From Mr. Smith Goes to Washington to The Candidate, Hollywood has continually reveled in the fantasy that maybe -- just maybe -- a real outsider might one day beat the system and ride a real wave of grass roots support into national elected office. Man of the Year, which is only Levinson's second original screenplay in a decade (after cranking out nearly a script a year during the preceding 10 years), refashions that same premise for a more cynical, post-9/11 political environment. Given the nation's almost unprecedented political polarization and record-high cynicism regarding public service, that's already a tall order -- with politics literally saturating television as never before, in everything from The West Wing to The Daily Show, it's anything but certain that audiences will pay for more of the same at the local multiplex. And for those who do, the disappointing result is likely to only reinforce their feelings of negativity.

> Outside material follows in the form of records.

//! Quota enforcement

use crate::entry::CacheEntry;
use crate::error::{CacheError, Result};
use crate::lease::LeaseTable;
use crate::manifest::{CacheManifest, ManifestChange};
use crate::store::ContentStore;
use core_runtime::events::{CacheEvent, CoreEvent, EventBus};
use std::sync::Arc;
use tracing::{debug, error, info, instrument, warn};

/// Overage that no eligible eviction could remove.
#[derive(Debug, Clone, Copy, PartialEq, Eq)]
pub struct QuotaShortfall {
    pub pinned_bytes: u64,
    pub total_bytes: u64,
    pub quota_bytes: u64,
}

impl From<QuotaShortfall> for CacheError {
    fn from(shortfall: QuotaShortfall) -> Self {
        CacheError::QuotaUnenforceable {
            pinned_bytes: shortfall.pinned_bytes,
            total_bytes: shortfall.total_bytes,
            quota_bytes: shortfall.quota_bytes,
        }
    }
}

/// Outcome of one `enforce` call.
#[derive(Debug, Clone, Default, PartialEq, Eq)]
pub struct EvictionReport {
    /// `(remote_id, bytes)` in eviction order
    pub evicted: Vec<(String, u64)>,
    pub bytes_freed: u64,
    pub unenforceable: Option<QuotaShortfall>,
}

impl EvictionReport {
    pub fn evicted_count(&self) -> usize {
        self.evicted.len()
    }

    pub fn is_enforced(&self) -> bool {
        self.unenforceable.is_none()
    }
}

/// Least-recently-used eviction over unpinned, unleased entries.
#[derive(Debug, Clone)]
pub struct EvictionPolicy {
    manifest: Arc<CacheManifest>,
    store: ContentStore,
    leases: LeaseTable,
    event_bus: EventBus,
}

impl EvictionPolicy {
    pub fn new(
        manifest: Arc<CacheManifest>,
        store: ContentStore,
        leases: LeaseTable,
        event_bus: EventBus,
    ) -> Self {
        Self {
            manifest,
            store,
            leases,
            event_bus,
        }
    }

    /// Evict until `total_bytes <= quota_bytes - reserve_bytes`.
    ///
    /// Victims are claimed in the lease table and their file moved aside
    /// before their entry is removed. The file is put back if the removal
    /// cannot be committed. A victim that cannot be evicted is skipped.
    /// Any overage left afterwards is reported, emitted and logged.
    #[instrument(skip(self))]
    pub async fn enforce(&self, quota_bytes: u64, reserve_bytes: u64) -> Result<EvictionReport> {
        let target = quota_bytes.saturating_sub(reserve_bytes);
        let mut report = EvictionReport::default();

        let snapshot = self.manifest.snapshot();
        if snapshot.total_bytes() <= target {
            return Ok(report);
        }

        let candidates = self.candidates(snapshot.entries());
        debug!(
            total_bytes = snapshot.total_bytes(),
            target,
            candidates = candidates.len(),
            "Enforcing cache quota"
        );

        let mut total = snapshot.total_bytes();
        for victim in candidates {
            if total <= target {
                break;
            }
            if !self.leases.try_claim_for_eviction(&victim.remote_id) {
                debug!(remote_id = %victim.remote_id, "Victim leased, skipping");
                continue;
            }

            let evicted = self.evict(&victim).await;
            self.leases.release_claim(&victim.remote_id);

            match evicted {
                Ok(()) => {
                    total = total.saturating_sub(victim.byte_size);
                    report.bytes_freed += victim.byte_size;
                    report.evicted.push((victim.remote_id.clone(), victim.byte_size));
                    self.emit(CacheEvent::Evicted {
                        remote_id: victim.remote_id.clone(),
                        bytes: victim.byte_size,
                    });
                }
                Err(e) => {
                    warn!(remote_id = %victim.remote_id, error = %e, "Failed to evict entry, trying next");
                }
            }
        }

        let snapshot = self.manifest.snapshot();
        if snapshot.total_bytes() > target {
            let shortfall = QuotaShortfall {
                pinned_bytes: snapshot.pinned_bytes(),
                total_bytes: snapshot.total_bytes(),
                quota_bytes,
            };
            warn!(
                pinned_bytes = shortfall.pinned_bytes,
                total_bytes = shortfall.total_bytes,
                quota_bytes,
                reserve_bytes,
                "Cache quota cannot be enforced"
            );
            self.emit(CacheEvent::QuotaUnenforceable {
                pinned_bytes: shortfall.pinned_bytes,
                total_bytes: shortfall.total_bytes,
                quota_bytes,
            });
            report.unenforceable = Some(shortfall);
        }

        if !report.evicted.is_empty() {
            info!(
                evicted = report.evicted.len(),
                bytes_freed = report.bytes_freed,
                "Evicted cache entries"
            );
        }
        Ok(report)
    }

    /// Unpinned, unleased entries in eviction order.
    fn candidates<'a>(&self, entries: impl Iterator<Item = &'a CacheEntry>) -> Vec<CacheEntry> {
        let mut candidates: Vec<CacheEntry> = entries
            .filter(|e| !e.pinned && !self.leases.is_leased(&e.remote_id))
            .cloned()
            .collect();
        candidates.sort_by(|a, b| {
            a.last_used_at
                .cmp(&b.last_used_at)
                .then_with(|| b.byte_size.cmp(&a.byte_size))
                .then_with(|| a.remote_id.cmp(&b.remote_id))
        });
        candidates
    }

    async fn evict(&self, victim: &CacheEntry) -> Result<()> {
        let detached = self.store.detach_object(&victim.local_path).await?;
        let committed = self
            .manifest
            .commit(vec![ManifestChange::Remove {
                remote_id: victim.remote_id.clone(),
            }])
            .await;

        if let Err(e) = committed {
            if let Err(restore) = detached.restore().await {
                error!(
                    remote_id = %victim.remote_id,
                    error = %restore,
                    "Failed to restore object after aborted eviction"
                );
            }
            return Err(e);
        }
        detached.discard().await;
        Ok(())
    }

    fn emit(&self, event: CacheEvent) {
        let _ = self.event_bus.emit(CoreEvent::Cache(event));
    }
}

#[cfg(test)]
mod tests {
    use super::*;
    use crate::manifest::ManifestSnapshot;
    use chrono::{Duration, TimeZone, Utc};
    use std::path::PathBuf;
    use uuid::Uuid;

    const MB: u64 = 1024 * 1024;

    struct Fixture {
        root: PathBuf,
        store: ContentStore,
        manifest: Arc<CacheManifest>,
        leases: LeaseTable,
        bus: EventBus,
    }

    impl Fixture {
        async fn new() -> Self {
            let root = std::env::temp_dir().join(format!("core-cache-evict-{}", Uuid::new_v4()));
            let store = ContentStore::new(&root);
            store.ensure_layout().await.unwrap();
            let manifest = Arc::new(CacheManifest::new(
                store.manifest_path(),
                ManifestSnapshot::default(),
            ));
            Self {
                root,
                store,
                manifest,
                leases: LeaseTable::new(),
                bus: EventBus::new(32),
            }
        }

        fn policy(&self) -> EvictionPolicy {
            EvictionPolicy::new(
                Arc::clone(&self.manifest),
                self.store.clone(),
                self.leases.clone(),
                self.bus.clone(),
            )
        }

        /// Insert an entry with a real (small) file but a declared size.
        async fn add(&self, remote_id: &str, album_id: &str, size: u64, used_minute: i64) -> CacheEntry {
            let at = Utc.with_ymd_and_hms(2024, 1, 1, 0, 0, 0).unwrap()
                + Duration::minutes(used_minute);
            let hash = format!("{:0>64}", remote_id.len());
            let path = self.store.object_path_for(remote_id, &hash, "jpg");
            std::fs::create_dir_all(path.parent().unwrap()).unwrap();
            std::fs::write(&path, remote_id.as_bytes()).unwrap();

            let entry = CacheEntry {
                remote_id: remote_id.to_string(),
                album_id: album_id.to_string(),
                local_path: path,
                byte_size: size,
                content_hash: hash,
                remote_version: "etag:1".to_string(),
                remote_modified_at: at,
                fetched_at: at,
                last_used_at: at,
                pinned: false,
                filename: None,
                mime_type: None,
                details: Default::default(),
            };
            self.manifest
                .commit(vec![ManifestChange::Upsert(entry.clone())])
                .await
                .unwrap();
            entry
        }

        fn cleanup(&self) {
            let _ = std::fs::remove_dir_all(&self.root);
        }
    }

    #[tokio::test]
    async fn test_no_eviction_under_quota() {
        let fx = Fixture::new().await;
        fx.add("a", "x", 10, 0).await;

        let report = fx.policy().enforce(100, 0).await.unwrap();
        assert_eq!(report, EvictionReport::default());
        fx.cleanup();
    }

    #[tokio::test]
    async fn test_evicts_least_recently_used_first() {
        let fx = Fixture::new().await;
        let oldest = fx.add("old", "x", 40, 0).await;
        fx.add("mid", "x", 40, 5).await;
        fx.add("new", "x", 40, 10).await;
        let mut events = fx.bus.subscribe();

        let report = fx.policy().enforce(100, 0).await.unwrap();

        assert_eq!(report.evicted, vec![("old".to_string(), 40)]);
        assert!(report.is_enforced());
        assert_eq!(fx.manifest.snapshot().total_bytes(), 80);
        assert!(!oldest.local_path.exists());
        assert!(!ContentStore::sidecar_path(&oldest.local_path).exists());
        assert_eq!(
            events.recv().await.unwrap(),
            CoreEvent::Cache(CacheEvent::Evicted {
                remote_id: "old".to_string(),
                bytes: 40
            })
        );
        fx.cleanup();
    }

    #[tokio::test]
    async fn test_ties_prefer_larger_then_remote_id() {
        let fx = Fixture::new().await;
        fx.add("b", "x", 10, 0).await;
        fx.add("a", "x", 10, 0).await;
        fx.add("big", "x", 30, 0).await;

        let report = fx.policy().enforce(15, 0).await.unwrap();
        let order: Vec<&str> = report.evicted.iter().map(|(id, _)| id.as_str()).collect();
        assert_eq!(order, vec!["big", "a"]);
        fx.cleanup();
    }

    #[tokio::test]
    async fn test_reserve_makes_room_for_incoming() {
        let fx = Fixture::new().await;
        fx.manifest
            .commit(vec![ManifestChange::SetActiveAlbums(vec!["x".into()])])
            .await
            .unwrap();
        fx.add("p1", "x", 100 * MB, 0).await;
        fx.add("u1", "old", 95 * MB, 1).await;
        fx.add("u2", "old", 5 * MB, 2).await;

        // 200 MB cached, quota 210 MB, 20 MB incoming
        let report = fx.policy().enforce(210 * MB, 20 * MB).await.unwrap();

        assert_eq!(report.evicted, vec![("u1".to_string(), 95 * MB)]);
        assert!(report.is_enforced());
        assert_eq!(fx.manifest.snapshot().total_bytes(), 105 * MB);
        fx.cleanup();
    }

    #[tokio::test]
    async fn test_pinned_and_leased_are_never_evicted() {
        let fx = Fixture::new().await;
        fx.manifest
            .commit(vec![ManifestChange::SetActiveAlbums(vec!["x".into()])])
            .await
            .unwrap();
        let pinned = fx.add("pinned", "x", 60, 0).await;
        let leased = fx.add("leased", "old", 60, 1).await;
        let _lease = fx.leases.acquire("leased", &leased.local_path).unwrap();
        let mut events = fx.bus.subscribe();

        let report = fx.policy().enforce(50, 0).await.unwrap();

        assert!(report.evicted.is_empty());
        assert_eq!(
            report.unenforceable,
            Some(QuotaShortfall {
                pinned_bytes: 60,
                total_bytes: 120,
                quota_bytes: 50
            })
        );
        assert!(pinned.local_path.exists());
        assert!(leased.local_path.exists());
        assert_eq!(
            events.recv().await.unwrap(),
            CoreEvent::Cache(CacheEvent::QuotaUnenforceable {
                pinned_bytes: 60,
                total_bytes: 120,
                quota_bytes: 50
            })
        );
        fx.cleanup();
    }

    #[tokio::test]
    async fn test_failed_commit_puts_victim_back() {
        let fx = Fixture::new().await;
        let victim = fx.add("victim", "x", 60, 0).await;
        // A directory in place of the manifest makes every commit fail.
        let manifest_path = fx.store.manifest_path();
        let _ = std::fs::remove_file(&manifest_path);
        std::fs::create_dir_all(manifest_path.join("blocker")).unwrap();

        let report = fx.policy().enforce(50, 0).await.unwrap();

        assert!(report.evicted.is_empty());
        assert!(report.unenforceable.is_some());
        assert!(fx.manifest.snapshot().contains("victim"));
        assert_eq!(std::fs::read(&victim.local_path).unwrap(), b"victim");
        assert_eq!(std::fs::read_dir(fx.store.tmp_dir()).unwrap().count(), 0);
        assert!(fx.leases.try_claim_for_eviction("victim"));
        fx.cleanup();
    }

    #[tokio::test]
    async fn test_undeletable_sidecar_does_not_block_eviction() {
        let fx = Fixture::new().await;
        let victim = fx.add("victim", "x", 60, 0).await;
        std::fs::create_dir_all(ContentStore::sidecar_path(&victim.local_path).join("stuck")).unwrap();

        let report = fx.policy().enforce(50, 0).await.unwrap();

        assert_eq!(report.evicted, vec![("victim".to_string(), 60)]);
        assert!(report.is_enforced());
        assert!(!fx.manifest.snapshot().contains("victim"));
        assert!(!victim.local_path.exists());
        assert_eq!(std::fs::read_dir(fx.store.tmp_dir()).unwrap().count(), 0);
        fx.cleanup();
    }

    #[tokio::test]
    async fn test_missing_victim_file_is_still_removed() {
        let fx = Fixture::new().await;
        let victim = fx.add("victim", "x", 60, 0).await;
        std::fs::remove_file(&victim.local_path).unwrap();

        let report = fx.policy().enforce(50, 0).await.unwrap();

        assert_eq!(report.evicted, vec![("victim".to_string(), 60)]);
        assert!(fx.manifest.snapshot().is_empty());
        fx.cleanup();
    }

    #[test]
    fn test_shortfall_converts_to_error() {
        let error: CacheError = QuotaShortfall {
            pinned_bytes: 1,
            total_bytes: 2,
            quota_bytes: 1,
        }
        .into();
        assert!(matches!(error, CacheError::QuotaUnenforceable { total_bytes: 2, .. }));
    }
}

Williams stars as Tom Dobbs, the Jon Stewart-style host of a politically themed cable comedy show who, encouraged by fans, enters the presidential race with no ambition but to shake up the stodgy two-party duopoly. But his refusal to play by the rules stirs the public's interest and, with a little help from malfunctioning electronic voting machines, he winds up winning the presidency.

To this point, Levinson is able to stay relatively faithful to his premise, raising questions about the political process while allowing Williams to indulge his improvisational talents in similar fashion to Good Morning, Vietnam. But the question of where a comedian would take the country if given the chance is soon sidetracked by a cumbersome turn into thriller territory with Laura Linney as a would-be whistleblower, pursued by the crooked executives at the firm responsible for the flawed voting machines. Subsequent turns toss the genre salad even more haphazardly, fearlessly -- and foolishly -- blending romantic comedy with satire, dramatic social commentary and whatever else seems convenient at the time. It's The Net, The American President and Bulworth all thrown conspicuously into a blender and generating a result that's just too sloppy to be digestible in any form.

The problem is clearly one of a premise in search of a story, hardly an unusual affliction in present-day Hollywood. Levinson's choice of strong supporting actors like Christopher Walken, Lewis Black and a tragically underused Jeff Goldblum masks some of the flaws but still falls short of salvaging the film from its crucial lack of story. Most egregiously, the picture betrays its own underlying philosophy about the importance of comedy in politics when, for the better part of its second hour, it becomes completely humorless.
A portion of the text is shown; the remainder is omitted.